• **Problem details**
Please count how many lines in the entries below contain "filename" and reply with the figure alone.

• **Input material**
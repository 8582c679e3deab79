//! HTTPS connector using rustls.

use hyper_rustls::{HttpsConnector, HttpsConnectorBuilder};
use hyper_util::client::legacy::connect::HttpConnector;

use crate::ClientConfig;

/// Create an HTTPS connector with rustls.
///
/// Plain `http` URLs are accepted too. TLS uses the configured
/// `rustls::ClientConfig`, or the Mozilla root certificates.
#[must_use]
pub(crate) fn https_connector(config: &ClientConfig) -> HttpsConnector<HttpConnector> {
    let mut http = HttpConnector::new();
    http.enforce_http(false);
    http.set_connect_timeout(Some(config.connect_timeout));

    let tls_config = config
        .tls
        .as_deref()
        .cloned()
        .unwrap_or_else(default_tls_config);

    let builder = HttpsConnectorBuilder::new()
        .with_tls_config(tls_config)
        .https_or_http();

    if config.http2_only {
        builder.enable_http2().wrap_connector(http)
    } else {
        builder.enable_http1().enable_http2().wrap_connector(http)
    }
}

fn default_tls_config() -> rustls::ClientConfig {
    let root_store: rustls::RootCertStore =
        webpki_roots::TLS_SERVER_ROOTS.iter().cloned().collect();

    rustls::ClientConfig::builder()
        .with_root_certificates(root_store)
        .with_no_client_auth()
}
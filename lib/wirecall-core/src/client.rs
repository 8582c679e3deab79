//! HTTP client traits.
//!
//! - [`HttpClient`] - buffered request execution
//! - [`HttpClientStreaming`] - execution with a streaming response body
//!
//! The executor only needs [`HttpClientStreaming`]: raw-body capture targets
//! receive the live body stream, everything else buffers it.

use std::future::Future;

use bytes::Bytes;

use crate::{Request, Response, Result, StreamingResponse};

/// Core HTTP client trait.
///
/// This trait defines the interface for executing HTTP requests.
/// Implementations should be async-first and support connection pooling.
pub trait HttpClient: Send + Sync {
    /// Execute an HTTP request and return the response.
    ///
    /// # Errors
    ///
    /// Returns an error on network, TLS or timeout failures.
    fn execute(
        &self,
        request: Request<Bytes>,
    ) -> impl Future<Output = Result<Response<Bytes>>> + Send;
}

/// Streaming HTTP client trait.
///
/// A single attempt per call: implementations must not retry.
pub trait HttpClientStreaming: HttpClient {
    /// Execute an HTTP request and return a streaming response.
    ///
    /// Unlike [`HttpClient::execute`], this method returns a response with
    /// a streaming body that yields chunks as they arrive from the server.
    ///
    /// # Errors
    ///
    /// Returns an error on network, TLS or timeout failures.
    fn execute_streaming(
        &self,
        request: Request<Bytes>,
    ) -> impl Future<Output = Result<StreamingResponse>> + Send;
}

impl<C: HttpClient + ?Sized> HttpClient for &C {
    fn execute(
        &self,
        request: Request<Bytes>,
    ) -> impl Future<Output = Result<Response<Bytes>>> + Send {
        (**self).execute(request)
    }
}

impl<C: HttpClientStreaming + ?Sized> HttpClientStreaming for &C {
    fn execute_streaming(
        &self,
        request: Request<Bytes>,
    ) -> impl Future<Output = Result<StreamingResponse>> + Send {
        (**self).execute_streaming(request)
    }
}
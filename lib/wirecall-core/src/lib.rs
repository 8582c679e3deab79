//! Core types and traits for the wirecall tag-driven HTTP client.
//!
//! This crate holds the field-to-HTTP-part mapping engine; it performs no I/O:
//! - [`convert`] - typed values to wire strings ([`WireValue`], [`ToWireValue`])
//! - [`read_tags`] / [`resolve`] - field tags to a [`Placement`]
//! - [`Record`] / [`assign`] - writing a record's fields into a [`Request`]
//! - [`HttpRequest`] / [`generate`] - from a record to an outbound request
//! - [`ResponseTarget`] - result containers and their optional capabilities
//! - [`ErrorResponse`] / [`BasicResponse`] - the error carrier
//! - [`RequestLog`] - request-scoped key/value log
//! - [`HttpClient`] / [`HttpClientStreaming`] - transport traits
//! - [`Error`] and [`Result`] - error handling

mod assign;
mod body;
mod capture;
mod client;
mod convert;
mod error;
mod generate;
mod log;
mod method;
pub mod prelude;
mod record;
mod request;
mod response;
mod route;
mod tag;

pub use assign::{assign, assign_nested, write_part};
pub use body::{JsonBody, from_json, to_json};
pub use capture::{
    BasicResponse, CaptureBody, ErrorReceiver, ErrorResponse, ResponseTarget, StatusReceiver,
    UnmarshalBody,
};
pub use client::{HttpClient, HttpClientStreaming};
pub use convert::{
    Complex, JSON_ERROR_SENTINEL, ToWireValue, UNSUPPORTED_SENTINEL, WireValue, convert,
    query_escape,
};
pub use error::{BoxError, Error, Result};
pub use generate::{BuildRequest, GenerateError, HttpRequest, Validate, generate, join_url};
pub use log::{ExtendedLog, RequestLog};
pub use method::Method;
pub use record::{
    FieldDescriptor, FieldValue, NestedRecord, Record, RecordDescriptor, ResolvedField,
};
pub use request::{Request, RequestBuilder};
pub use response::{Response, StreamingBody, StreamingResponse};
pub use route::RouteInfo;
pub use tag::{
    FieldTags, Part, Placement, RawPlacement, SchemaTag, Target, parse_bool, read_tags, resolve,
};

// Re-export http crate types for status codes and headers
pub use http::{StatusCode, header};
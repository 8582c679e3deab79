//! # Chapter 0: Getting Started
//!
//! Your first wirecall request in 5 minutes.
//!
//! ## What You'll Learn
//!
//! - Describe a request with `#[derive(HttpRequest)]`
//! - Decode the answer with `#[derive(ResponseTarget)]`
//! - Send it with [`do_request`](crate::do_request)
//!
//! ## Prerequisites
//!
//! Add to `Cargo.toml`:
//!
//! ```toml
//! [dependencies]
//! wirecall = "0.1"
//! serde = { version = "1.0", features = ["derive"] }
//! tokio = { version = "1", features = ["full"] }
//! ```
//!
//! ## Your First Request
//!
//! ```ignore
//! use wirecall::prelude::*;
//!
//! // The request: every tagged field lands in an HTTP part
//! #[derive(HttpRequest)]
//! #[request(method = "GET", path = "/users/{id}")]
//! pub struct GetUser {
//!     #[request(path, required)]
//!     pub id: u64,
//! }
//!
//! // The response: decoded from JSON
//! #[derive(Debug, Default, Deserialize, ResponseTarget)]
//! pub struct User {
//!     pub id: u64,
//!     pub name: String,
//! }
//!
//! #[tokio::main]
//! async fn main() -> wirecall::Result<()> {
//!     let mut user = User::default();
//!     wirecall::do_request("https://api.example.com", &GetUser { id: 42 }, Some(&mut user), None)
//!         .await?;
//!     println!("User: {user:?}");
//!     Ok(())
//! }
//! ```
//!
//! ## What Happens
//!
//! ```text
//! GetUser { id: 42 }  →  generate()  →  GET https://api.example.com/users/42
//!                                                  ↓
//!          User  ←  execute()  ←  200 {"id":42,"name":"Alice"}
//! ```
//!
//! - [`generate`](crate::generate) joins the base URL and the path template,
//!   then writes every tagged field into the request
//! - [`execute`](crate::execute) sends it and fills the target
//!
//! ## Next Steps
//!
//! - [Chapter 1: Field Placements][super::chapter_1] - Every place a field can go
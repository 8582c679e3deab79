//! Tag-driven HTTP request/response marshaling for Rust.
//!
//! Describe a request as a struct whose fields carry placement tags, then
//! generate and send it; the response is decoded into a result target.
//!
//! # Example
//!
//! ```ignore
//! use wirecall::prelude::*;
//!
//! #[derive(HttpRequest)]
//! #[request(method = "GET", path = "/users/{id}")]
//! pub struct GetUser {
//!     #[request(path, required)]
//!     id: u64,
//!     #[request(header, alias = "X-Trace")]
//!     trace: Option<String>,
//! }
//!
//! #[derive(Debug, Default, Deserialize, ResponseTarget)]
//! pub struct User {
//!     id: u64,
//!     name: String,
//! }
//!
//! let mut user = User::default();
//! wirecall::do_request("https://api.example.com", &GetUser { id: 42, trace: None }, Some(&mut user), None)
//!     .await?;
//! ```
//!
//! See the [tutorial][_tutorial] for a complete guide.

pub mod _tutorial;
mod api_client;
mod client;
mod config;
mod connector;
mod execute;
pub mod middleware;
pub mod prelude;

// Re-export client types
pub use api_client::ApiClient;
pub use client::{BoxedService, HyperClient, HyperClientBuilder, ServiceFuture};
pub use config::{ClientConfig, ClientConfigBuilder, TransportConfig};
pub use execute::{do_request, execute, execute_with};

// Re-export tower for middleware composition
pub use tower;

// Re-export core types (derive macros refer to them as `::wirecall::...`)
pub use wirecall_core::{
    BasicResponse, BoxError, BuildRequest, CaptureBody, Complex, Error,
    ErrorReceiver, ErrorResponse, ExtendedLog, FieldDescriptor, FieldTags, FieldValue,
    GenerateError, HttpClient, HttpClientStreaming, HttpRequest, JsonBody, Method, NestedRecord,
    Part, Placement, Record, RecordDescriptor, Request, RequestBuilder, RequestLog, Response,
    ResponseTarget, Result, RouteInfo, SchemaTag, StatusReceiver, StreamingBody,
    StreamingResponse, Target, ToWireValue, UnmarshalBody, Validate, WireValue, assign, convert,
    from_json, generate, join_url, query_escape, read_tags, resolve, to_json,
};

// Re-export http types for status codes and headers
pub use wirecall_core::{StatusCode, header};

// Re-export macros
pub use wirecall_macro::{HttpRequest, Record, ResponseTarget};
...
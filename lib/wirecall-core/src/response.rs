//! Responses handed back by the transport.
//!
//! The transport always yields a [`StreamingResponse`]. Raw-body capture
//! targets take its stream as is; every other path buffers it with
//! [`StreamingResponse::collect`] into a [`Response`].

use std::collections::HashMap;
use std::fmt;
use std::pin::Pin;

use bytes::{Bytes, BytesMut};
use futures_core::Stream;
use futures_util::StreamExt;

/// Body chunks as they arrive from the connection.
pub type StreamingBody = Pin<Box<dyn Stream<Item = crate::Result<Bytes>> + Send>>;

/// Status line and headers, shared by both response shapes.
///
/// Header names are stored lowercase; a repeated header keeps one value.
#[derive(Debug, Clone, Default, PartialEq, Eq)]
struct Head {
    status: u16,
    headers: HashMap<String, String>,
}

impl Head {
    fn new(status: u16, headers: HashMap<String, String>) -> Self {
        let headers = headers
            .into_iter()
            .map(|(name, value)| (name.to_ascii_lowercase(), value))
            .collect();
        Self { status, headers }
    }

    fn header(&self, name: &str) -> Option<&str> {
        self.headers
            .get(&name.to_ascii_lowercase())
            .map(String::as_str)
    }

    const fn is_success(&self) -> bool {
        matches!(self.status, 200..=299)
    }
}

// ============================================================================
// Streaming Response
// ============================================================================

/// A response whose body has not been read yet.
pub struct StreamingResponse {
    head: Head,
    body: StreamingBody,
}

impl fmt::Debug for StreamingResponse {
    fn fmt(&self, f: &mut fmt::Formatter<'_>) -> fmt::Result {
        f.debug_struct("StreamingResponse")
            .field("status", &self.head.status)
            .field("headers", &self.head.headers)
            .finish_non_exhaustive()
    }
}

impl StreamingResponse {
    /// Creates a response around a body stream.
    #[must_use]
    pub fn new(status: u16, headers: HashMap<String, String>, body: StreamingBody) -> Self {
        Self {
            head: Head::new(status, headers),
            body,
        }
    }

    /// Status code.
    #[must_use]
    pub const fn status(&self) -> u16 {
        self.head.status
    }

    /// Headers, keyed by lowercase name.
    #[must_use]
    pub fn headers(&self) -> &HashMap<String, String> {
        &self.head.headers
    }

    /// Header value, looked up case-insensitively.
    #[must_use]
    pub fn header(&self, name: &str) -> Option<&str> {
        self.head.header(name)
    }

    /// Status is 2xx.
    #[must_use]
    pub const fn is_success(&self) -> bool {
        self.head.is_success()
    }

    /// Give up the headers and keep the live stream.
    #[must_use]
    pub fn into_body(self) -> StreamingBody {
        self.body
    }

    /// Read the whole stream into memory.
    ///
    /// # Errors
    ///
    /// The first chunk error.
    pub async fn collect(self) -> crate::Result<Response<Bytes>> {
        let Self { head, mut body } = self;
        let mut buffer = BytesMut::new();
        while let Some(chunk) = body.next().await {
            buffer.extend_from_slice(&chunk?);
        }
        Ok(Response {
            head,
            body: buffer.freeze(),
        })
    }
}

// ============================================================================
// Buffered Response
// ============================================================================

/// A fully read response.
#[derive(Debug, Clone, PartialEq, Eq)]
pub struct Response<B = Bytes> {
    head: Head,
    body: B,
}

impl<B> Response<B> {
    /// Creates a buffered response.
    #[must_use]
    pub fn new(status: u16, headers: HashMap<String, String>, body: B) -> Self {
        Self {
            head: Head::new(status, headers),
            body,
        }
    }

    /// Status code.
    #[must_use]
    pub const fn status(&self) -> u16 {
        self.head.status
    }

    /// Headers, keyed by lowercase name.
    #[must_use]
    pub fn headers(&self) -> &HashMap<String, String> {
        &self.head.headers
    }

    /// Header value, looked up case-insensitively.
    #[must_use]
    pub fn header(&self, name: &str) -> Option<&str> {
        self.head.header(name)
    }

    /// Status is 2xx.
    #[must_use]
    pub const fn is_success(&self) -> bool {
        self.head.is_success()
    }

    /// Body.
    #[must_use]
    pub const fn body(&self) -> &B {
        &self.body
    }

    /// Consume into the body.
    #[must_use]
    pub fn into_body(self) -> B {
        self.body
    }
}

• **Task solution**
3